We took a fascinating boat ride up Newtown Creek on Sunday morning with the good people from the Brooklyn Center for the Urban Environment. Newtown, which forms the boundary between Brooklyn and Queens, is the most polluted body of water in New York City (sorry, Mr. Gowanus), presenting a multiplicity of cleanup issues both in terms of the creek and various parcels of land along its shores. Newtown is the scene of the Greenpoint oil spill, one of the nation’s largest, and the former home of a Phelps-Dodge copper smelter that left behind a Superfund site.
Newtown’s banks are still lined with industry and facilities, including many scrap metal and recycling operations, the sci-fi Greenpoint Sewage Treatment Plant and oil storage facilities.

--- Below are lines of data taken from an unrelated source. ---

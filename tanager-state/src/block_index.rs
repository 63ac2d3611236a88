//! The header DAG.
//!
//! Every header ever accepted lives here, keyed by hash and linked by
//! parent hash; the best chain is the tip with the greatest cumulative
//! work whose ancestry contains no failed block. Entries are persisted
//! to sled so restarts do not re-download headers.

use std::collections::HashMap;
use std::io;

use bitflags::bitflags;
use tracing::{debug, info, warn};

use tanager_chain::block::{self, Header, Height};
use tanager_chain::parameters::{genesis_hash, genesis_header, Network, GENESIS_PREVIOUS_BLOCK_HASH};
use tanager_chain::serialize::{Decode, Encode, SerializationError};
use tanager_chain::work::Work;

use crate::error::StoreError;
use crate::Config;

bitflags! {
    /// Validation progress and storage state of an indexed block.
    pub struct BlockStatus: u8 {
        /// Header passed PoW and contextual checks.
        const VALID_HEADER  = 0b0000_0001;
        /// Merkle tree and structure verified.
        const VALID_TREE    = 0b0000_0010;
        /// Scripts verified (not set on assumevalid heights).
        const VALID_SCRIPTS = 0b0000_0100;
        /// Fully applied to the UTXO set.
        const VALID_CHAIN   = 0b0000_1000;
        /// Raw block bytes are on disk.
        const HAVE_DATA     = 0b0001_0000;
        /// Validation failed; the whole subtree is unusable.
        const FAILED        = 0b0010_0000;
        /// Block data was pruned after validation.
        const PRUNED        = 0b0100_0000;
    }
}

/// One indexed header with its accumulated chain work.
#[derive(Clone, Debug)]
pub struct BlockIndexEntry {
    pub hash: block::Hash,
    pub height: Height,
    pub header: Header,
    pub cum_work: Work,
    pub status: BlockStatus,
}

/// A header the index refused to extend the DAG with.
#[derive(Debug, thiserror::Error)]
pub enum IndexError {
    #[error("header does not meet its target")]
    Pow,
    #[error("header timestamp is not past the median of the last 11 blocks")]
    TimeTooOld,
    #[error("parent header {0} is unknown")]
    Orphan(block::Hash),
    #[error("parent {0} is marked failed")]
    KnownInvalid(block::Hash),
    #[error("genesis hash does not match the configured network")]
    BadGenesis,
    #[error(transparent)]
    Store(#[from] StoreError),
}

pub struct BlockIndex {
    network: Network,
    entries: HashMap<block::Hash, BlockIndexEntry>,
    /// The best chain by hash, indexed by height.
    best_chain: Vec<block::Hash>,
    /// The only acceptable height-0 hash. `None` only in the in-memory
    /// test constructor, which accepts synthetic genesis blocks.
    expected_genesis: Option<block::Hash>,
    headers: Option<sled::Tree>,
    _db: Option<sled::Db>,
}

impl BlockIndex {
    /// Open the on-disk index, loading every persisted entry. A fresh
    /// index seeds itself with the network's hard-coded genesis header,
    /// so the chain is rooted before the first peer connects and no
    /// fabricated height-0 header can ever be accepted.
    pub fn open(config: &Config, network: Network) -> Result<BlockIndex, StoreError> {
        std::fs::create_dir_all(config.chainstate_dir())?;
        let db = sled::Config::new()
            .path(config.block_index_db_path())
            .open()?;
        let headers = db.open_tree(b"header_by_hash")?;

        let mut index = BlockIndex {
            network,
            entries: HashMap::new(),
            best_chain: Vec::new(),
            expected_genesis: Some(genesis_hash(network)),
            headers: Some(headers.clone()),
            _db: Some(db),
        };

        let mut loaded = 0usize;
        for row in headers.iter() {
            let (_, value) = row?;
            let entry = decode_entry(&value)
                .map_err(|_| StoreError::Corrupt("block index row failed to parse"))?;
            index.entries.insert(entry.hash, entry);
            loaded += 1;
        }
        index.rebuild_best_chain();
        if loaded > 0 {
            info!(
                headers = loaded,
                best_height = index.best_chain.len().saturating_sub(1),
                "loaded block index"
            );
        } else {
            index
                .insert_header(genesis_header(network))
                .expect("the hard-coded genesis header is valid");
            info!(%network, "seeded genesis header");
        }
        Ok(index)
    }

    /// An in-memory index for tests. Unlike [`BlockIndex::open`], this
    /// constructor accepts any PoW-valid header as genesis, so tests can
    /// build synthetic chains from scratch.
    pub fn in_memory(network: Network) -> BlockIndex {
        BlockIndex {
            network,
            entries: HashMap::new(),
            best_chain: Vec::new(),
            expected_genesis: None,
            headers: None,
            _db: None,
        }
    }

    /// Validate a header against its parent and insert it.
    ///
    /// Checks proof of work (target encoding, limit, and hash) and the
    /// median-time-past rule, accumulates work, and re-selects the best
    /// chain when the new entry wins.
    pub fn insert_header(&mut self, header: Header) -> Result<&BlockIndexEntry, IndexError> {
        let hash = header.hash();
        if self.entries.contains_key(&hash) {
            return Ok(&self.entries[&hash]);
        }

        let (height, parent_work) = if header.previous_block_hash == GENESIS_PREVIOUS_BLOCK_HASH {
            // A height-0 header must be *the* genesis block. Anything
            // else is a fabricated root, however much work it carries.
            if let Some(expected) = self.expected_genesis {
                if hash != expected {
                    return Err(IndexError::BadGenesis);
                }
            }
            (Height(0), Work::zero())
        } else {
            let parent = self
                .entries
                .get(&header.previous_block_hash)
                .ok_or(IndexError::Orphan(header.previous_block_hash))?;
            if parent.status.contains(BlockStatus::FAILED) {
                return Err(IndexError::KnownInvalid(parent.hash));
            }
            (parent.height.next(), parent.cum_work)
        };

        // Proof of work: the encoded target must be valid, within the
        // network limit, and above the header's own hash.
        let target = header
            .difficulty_threshold
            .to_expanded()
            .ok_or(IndexError::Pow)?;
        if target > self.network.target_difficulty_limit() {
            return Err(IndexError::Pow);
        }
        if hash > target {
            return Err(IndexError::Pow);
        }

        // Median-time-past: the timestamp must move past the median of
        // the last 11 blocks.
        if height > Height(0) {
            let mtp = self.median_time_past(header.previous_block_hash);
            if header.time <= mtp {
                return Err(IndexError::TimeTooOld);
            }
        }

        let entry = BlockIndexEntry {
            hash,
            height,
            header,
            cum_work: parent_work + target.to_work(),
            status: BlockStatus::VALID_HEADER,
        };
        self.persist(&entry)?;
        self.entries.insert(hash, entry);

        let best_work = self.best_tip().map(|e| e.cum_work).unwrap_or_else(Work::zero);
        if self.entries[&hash].cum_work > best_work || self.best_chain.is_empty() {
            // Appending to the current tip is the overwhelmingly common
            // case; a full back-walk only happens on branch switches.
            let extends_best =
                self.best_chain.last() == Some(&self.entries[&hash].header.previous_block_hash);
            if extends_best {
                self.best_chain.push(hash);
            } else {
                self.adopt_chain(hash);
            }
        }

        Ok(&self.entries[&hash])
    }

    /// The best-chain tip entry, by cumulative work.
    pub fn best_tip(&self) -> Option<&BlockIndexEntry> {
        self.best_chain.last().and_then(|hash| self.entries.get(hash))
    }

    /// Height of the best header chain, or `None` before genesis.
    pub fn best_height(&self) -> Option<Height> {
        self.best_tip().map(|entry| entry.height)
    }

    pub fn lookup_by_hash(&self, hash: &block::Hash) -> Option<&BlockIndexEntry> {
        self.entries.get(hash)
    }

    /// Follow the current best chain to `height`.
    pub fn lookup_by_height(&self, height: Height) -> Option<&BlockIndexEntry> {
        self.best_chain
            .get(height.0 as usize)
            .and_then(|hash| self.entries.get(hash))
    }

    /// Set status flags on an entry, persisting the change.
    pub fn update_status(
        &mut self,
        hash: &block::Hash,
        set: BlockStatus,
    ) -> Result<(), StoreError> {
        let entry = match self.entries.get_mut(hash) {
            Some(entry) => entry,
            None => return Err(StoreError::NotFound),
        };
        entry.status |= set;
        let snapshot = entry.clone();
        self.persist(&snapshot)?;
        Ok(())
    }

    /// Mark a block failed and drop its subtree from best-chain
    /// consideration.
    pub fn mark_failed(&mut self, hash: &block::Hash) -> Result<(), StoreError> {
        self.update_status(hash, BlockStatus::FAILED)?;
        warn!(%hash, "block marked failed");
        self.rebuild_best_chain();
        Ok(())
    }

    /// Flag a height range as pruned: data gone, header retained.
    pub fn mark_pruned(&mut self, from: Height, to: Height) -> Result<(), StoreError> {
        for height in from.0..=to.0 {
            if let Some(hash) = self.best_chain.get(height as usize).copied() {
                if let Some(entry) = self.entries.get_mut(&hash) {
                    entry.status.insert(BlockStatus::PRUNED);
                    entry.status.remove(BlockStatus::HAVE_DATA);
                    let snapshot = entry.clone();
                    self.persist(&snapshot)?;
                }
            }
        }
        debug!(from = from.0, to = to.0, "marked pruned");
        Ok(())
    }

    pub fn is_pruned(&self, hash: &block::Hash) -> bool {
        self.entries
            .get(hash)
            .map(|entry| entry.status.contains(BlockStatus::PRUNED))
            .unwrap_or(false)
    }

    /// The first best-chain height whose data is still on disk.
    pub fn first_unpruned_height(&self) -> Height {
        for (height, hash) in self.best_chain.iter().enumerate() {
            if let Some(entry) = self.entries.get(hash) {
                if !entry.status.contains(BlockStatus::PRUNED) {
                    return Height(height as u32);
                }
            }
        }
        Height(0)
    }

    /// Median of the timestamps of the 11 blocks ending at `tip_hash`.
    pub fn median_time_past(&self, tip_hash: block::Hash) -> u32 {
        let mut times = Vec::with_capacity(11);
        let mut cursor = tip_hash;
        while times.len() < 11 {
            match self.entries.get(&cursor) {
                Some(entry) => {
                    times.push(entry.header.time);
                    if entry.height == Height(0) {
                        break;
                    }
                    cursor = entry.header.previous_block_hash;
                }
                None => break,
            }
        }
        if times.is_empty() {
            return 0;
        }
        times.sort_unstable();
        times[times.len() / 2]
    }

    /// Walk back from `tip` to genesis and install that path as the best
    /// chain.
    fn adopt_chain(&mut self, tip: block::Hash) {
        let mut path = Vec::new();
        let mut cursor = tip;
        loop {
            let entry = match self.entries.get(&cursor) {
                Some(entry) => entry,
                None => break,
            };
            path.push(entry.hash);
            if entry.height == Height(0) {
                break;
            }
            cursor = entry.header.previous_block_hash;
        }
        path.reverse();
        self.best_chain = path;
    }

    /// Re-select the best chain from scratch, skipping failed subtrees.
    fn rebuild_best_chain(&mut self) {
        let mut best: Option<(Work, block::Hash)> = None;
        for entry in self.entries.values() {
            if entry.status.contains(BlockStatus::FAILED) {
                continue;
            }
            if self.has_failed_ancestor(entry) {
                continue;
            }
            let candidate = (entry.cum_work, entry.hash);
            if best.map(|(work, _)| candidate.0 > work).unwrap_or(true) {
                best = Some(candidate);
            }
        }
        match best {
            Some((_, hash)) => self.adopt_chain(hash),
            None => self.best_chain.clear(),
        }
    }

    fn has_failed_ancestor(&self, entry: &BlockIndexEntry) -> bool {
        let mut cursor = entry.header.previous_block_hash;
        while let Some(parent) = self.entries.get(&cursor) {
            if parent.status.contains(BlockStatus::FAILED) {
                return true;
            }
            if parent.height == Height(0) {
                break;
            }
            cursor = parent.header.previous_block_hash;
        }
        false
    }

    fn persist(&self, entry: &BlockIndexEntry) -> Result<(), StoreError> {
        if let Some(headers) = &self.headers {
            headers.insert(&entry.hash.0[..], encode_entry(entry))?;
        }
        Ok(())
    }
}

fn encode_entry(entry: &BlockIndexEntry) -> Vec<u8> {
    let mut buf = Vec::with_capacity(4 + 80 + 32 + 1);
    entry
        .height
        .0
        .encode(&mut buf)
        .and_then(|_| entry.header.encode(&mut buf))
        .and_then(|_| entry.cum_work.encode(&mut buf))
        .and_then(|_| entry.status.bits().encode(&mut buf))
        .expect("writing to a Vec never fails");
    buf
}

fn decode_entry(bytes: &[u8]) -> Result<BlockIndexEntry, SerializationError> {
    let mut reader = io::Cursor::new(bytes);
    let height = Height(u32::decode(&mut reader)?);
    let header = Header::decode(&mut reader)?;
    let cum_work = Work::decode(&mut reader)?;
    let status = BlockStatus::from_bits(u8::decode(&mut reader)?)
        .ok_or(SerializationError::Parse("unknown status bits"))?;
    Ok(BlockIndexEntry {
        hash: header.hash(),
        height,
        header,
        cum_work,
        status,
    })
}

Along the way, GL spoted one person and six Canada Geese, the latter under the BQE’s Kosciuzsko Bridge. We failed to identify the source of the nauseating garbage smell that, in summer traffic fills one’s car on the bridge, but do note that it’s far more pungent on the creek itself.

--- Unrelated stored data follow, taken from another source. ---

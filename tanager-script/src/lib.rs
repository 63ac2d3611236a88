//! The Bitcoin Script interpreter.
//!
//! Script is a stack language with no loops: a spend supplies an unlock
//! script (or witness) that must leave `true` on the stack after the
//! referenced output's lock script runs. This crate parses, classifies,
//! and executes scripts, counts signature operations, and computes the
//! three generations of signature hashes (legacy, BIP-143, BIP-341).
//!
//! Nothing here touches storage; the [`checker::SignatureChecker`] trait
//! is the seam through which transaction context arrives.

mod error;
mod flags;
mod interpreter;
mod num;
mod stack;

pub mod checker;
pub mod opcode;
pub mod pattern;
pub mod sighash;
pub mod taproot;

pub use error::ScriptError;
pub use flags::VerifyFlags;
pub use interpreter::{eval_script, verify_script};
pub use num::ScriptNum;
pub use opcode::{iter_ops, Opcode, RawOp};
pub use pattern::{classify, count_sigops, witness_program, ScriptType, WitnessProgram};
pub use stack::Stack;

/// Maximum script size in bytes.
pub const MAX_SCRIPT_SIZE: usize = 10_000;

/// Maximum non-push operations per script.
pub const MAX_OPS_PER_SCRIPT: usize = 201;

/// Maximum stack plus altstack depth during execution.
pub const MAX_STACK_SIZE: usize = 1_000;

/// Maximum size of a single stack element in bytes.
pub const MAX_ELEMENT_SIZE: usize = 520;

/// Maximum keys in an OP_CHECKMULTISIG.
pub const MAX_PUBKEYS_PER_MULTISIG: usize = 20;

These vistas are unusual because the only way to see them is by boat. There is virtually no public access at any point along the canal, noted our excellent tour guide Jack Eichenbaum, other than from one of the bridges over the creek or from the end of Manhattan Avenue in Greenpoint, where a small park is currently under construction.
(There are dozens more photos in our flickr Newtown Creek photoset.)
One of the boats docked along the creek, on the Queens side.
Dead cars on a barge and a “Driving School” tractor trailer in the lot.
One of many, many barges on the creek.